Pre-workout supplements are one of the most commonly used supplements by lifters. There actually is some data to back up their use as they have been shown to enhance acute performance as well as enhance training adaptations over time.

One must ask however, which ingredients are actually causing the positive outcomes? Which ingredients aren’t contributing? Which ingredients can be counteracting one another?

In the presently reviewed study, researchers compared the effects of three different experimental treatments (a caffeinated pre-workout supplement, a non-caffeinated pre-workout supplement, or a placebo) on exercise performance. The following table shows a list of ingredients.

24 healthy, college-aged, resistance-trained participants were used in the study. The experimental beverages were ingested 30 minutes prior to the onset of exercise.

Performance outcomes included isometric and isokinetic squat performance, bench press and leg press 1RM, bench press and leg press repetitions to fatigue, and subjective ratings of energy, fatigue, and focus.


  1. Pre-workout supplementation, with or without caffeine, increased maximal isometric squat force, and may have improved early rate of force development (particularly in female participants).
  2. Neither of the pre-workout supplements significantly improved bench press, leg press, or isokinetic squat performance.
  3. The caffeinated pre-workout supplement led to increased ratings of subjective energy, but this was not observed when participants consumed the non-caffeinated pre-workout supplement or the placebo treatment.

Interpretation & Takeaways

The findings of this study were a bit mixed. If you focus on subjective energy outcomes, you might think caffeinated pre-workout is best. If you focus ono the isometric squat outcomes, you could conclude that non-caffeinate pro-workout supplementation is just effective as caffeinated pre-workouts.

Because this was a small-sample performance study, it becomes hard to draw conclusions. Human performance, even in the best of conditions, is not perfectly reproducible from day to day.

What we can say is that the presently reviewed study paints a very underwhelming picture for caffeine’s effects on physical performance (in spite of the overall body of literature painting a more favorable picture).

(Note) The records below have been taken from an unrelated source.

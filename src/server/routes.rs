//! Router configuration for the API server

use axum::routing::{get, post};
use axum::Router;
use tower_http::trace::TraceLayer;

use super::handlers;
use super::AppState;

/// Creates the `/v1` API router
pub fn create_router(state: AppState) -> Router {
    Router::new()
        .route("/v1/health", get(handlers::health))
        .route("/v1/scrape", post(handlers::scrape))
        .route("/v1/map", post(handlers::map_site))
        .route("/v1/crawl", post(handlers::start_crawl))
        .route(
            "/v1/crawl/:id",
            get(handlers::crawl_status).delete(handlers::cancel_crawl),
        )
        .route("/v1/crawl/:id/errors", get(handlers::crawl_errors))
        .route("/v1/batch/scrape", post(handlers::start_batch))
        .route("/v1/batch/scrape/:id", get(handlers::batch_status))
        .route("/v1/batch/scrape/:id/errors", get(handlers::batch_errors))
        .layer(TraceLayer::new_for_http())
        .with_state(state)
}
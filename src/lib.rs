//! Rummage: a self-hosted page-to-artifact scraping service
//!
//! This crate fetches web pages and converts them into structured,
//! LLM-friendly artifacts (Markdown, cleaned HTML, raw HTML, link lists,
//! metadata), and orchestrates batch scrapes, site maps and recursive
//! crawls on top of that primitive, persisting job state in Redis.

pub mod config;
pub mod jobs;
pub mod mapper;
pub mod model;
pub mod scrape;
pub mod server;
pub mod store;
pub mod url;

use thiserror::Error;

/// Main error type for Rummage operations
#[derive(Debug, Error)]
pub enum RummageError {
    #[error("Configuration error: {0}")]
    Config(#[from] ConfigError),

    #[error("Invalid request: {0}")]
    InvalidRequest(String),

    #[error("HTTP error for {url}: {source}")]
    Http { url: String, source: reqwest::Error },

    #[error("Request timeout for {url}")]
    Timeout { url: String },

    #[error("Job store error: {0}")]
    Store(#[from] store::StoreError),

    #[error("Not found: {0}")]
    NotFound(String),

    #[error("URL parse error: {0}")]
    UrlParse(#[from] ::url::ParseError),

    #[error("HTTP client error: {0}")]
    Reqwest(#[from] reqwest::Error),

    #[error("IO error: {0}")]
    Io(#[from] std::io::Error),
}

/// Configuration-specific errors
#[derive(Debug, Error)]
pub enum ConfigError {
    #[error("Failed to read config file: {0}")]
    Io(#[from] std::io::Error),

    #[error("Failed to parse TOML: {0}")]
    Parse(#[from] toml::de::Error),

    #[error("Validation error: {0}")]
    Validation(String),

    #[error("Invalid environment override {key}: {message}")]
    InvalidEnv { key: String, message: String },
}

/// Result type alias for Rummage operations
pub type Result<T> = std::result::Result<T, RummageError>;

/// Result type alias for configuration operations
pub type ConfigResult<T> = std::result::Result<T, ConfigError>;

// Re-export commonly used types
pub use config::Config;
pub use model::{PageArtifact, ScrapeRequest};
pub use scrape::Extractor;
pub use store::JobStore;
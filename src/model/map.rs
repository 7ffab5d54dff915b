use serde::{Deserialize, Serialize};

/// Hard upper bound on URLs a single map request may return
pub const MAP_LIMIT_CAP: usize = 5_000;

/// A request to discover the URLs of a site
#[derive(Debug, Clone, Default, Serialize, Deserialize)]
#[serde(rename_all = "camelCase", default)]
pub struct MapRequest {
    pub url: String,
    /// Case-insensitive substring filter on discovered URLs
    pub search: String,
    pub ignore_sitemap: bool,
    pub sitemap_only: bool,
    pub include_subdomains: bool,
    /// Maximum URLs to return; 0 means "use the cap"
    pub limit: usize,
    /// Harvest fetch deadline in milliseconds; 0 means the 30 s default
    pub timeout: u64,
    pub include_paths: Vec<String>,
    pub exclude_paths: Vec<String>,
}

impl MapRequest {
    /// The effective cap: defaults to 5 000 and never exceeds it
    pub fn effective_limit(&self) -> usize {
        if self.limit == 0 {
            MAP_LIMIT_CAP
        } else {
            self.limit.min(MAP_LIMIT_CAP)
        }
    }
}

/// Response for `POST /v1/map`
#[derive(Debug, Clone, Serialize, Deserialize)]
pub struct MapResponse {
    pub success: bool,
    pub links: Vec<String>,
}
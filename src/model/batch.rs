use crate::model::job::WebhookConfig;
use crate::model::scrape::ScrapeOptions;
use serde::{Deserialize, Serialize};

/// A request to scrape an explicit list of URLs as one job
#[derive(Debug, Clone, Default, Serialize, Deserialize)]
#[serde(rename_all = "camelCase", default)]
pub struct BatchScrapeRequest {
    pub urls: Vec<String>,
    #[serde(flatten)]
    pub options: ScrapeOptions,
    /// When false, any invalid URL fails the whole request; when true,
    /// invalid URLs are collected on the job and the rest proceed.
    #[serde(rename = "ignoreInvalidURLs")]
    pub ignore_invalid_urls: bool,
    pub webhook: Option<WebhookConfig>,
}

/// Response for `POST /v1/batch/scrape`
#[derive(Debug, Clone, Serialize, Deserialize)]
pub struct BatchQueuedResponse {
    pub success: bool,
    pub id: String,
    pub url: String,
    #[serde(rename = "invalidURLs", skip_serializing_if = "Vec::is_empty", default)]
    pub invalid_urls: Vec<String>,
}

The isometric squat findings also suggest that pre-workout formulas may have some ergogenic potential independent of their caffeine content, given that both caffeinated and non-caffeinated beverages improved performance of this task. We can assume another ingredient is driving ergogenic effects (most likely the citrulline malate in this supplement)

All-in-all pre-workouts can have a place in one’s supplement cabinet. The efficacy of any particular formula will depend on its ingredients and their dosages.

Caffeine, citrulline, dietary nitrate, creatine, betaine and beta-alanine have all been shown to potentially have some ergogenic potential. Instead of purchasing pre-workouts you could experiment with these substances on your own to find which truly help you and which do not.

Personally, I don’t like taking pre-workouts. I would rather ingest some caffeine only when I need it (coffee generally) and use creatine and citrulline for some assistance in my training.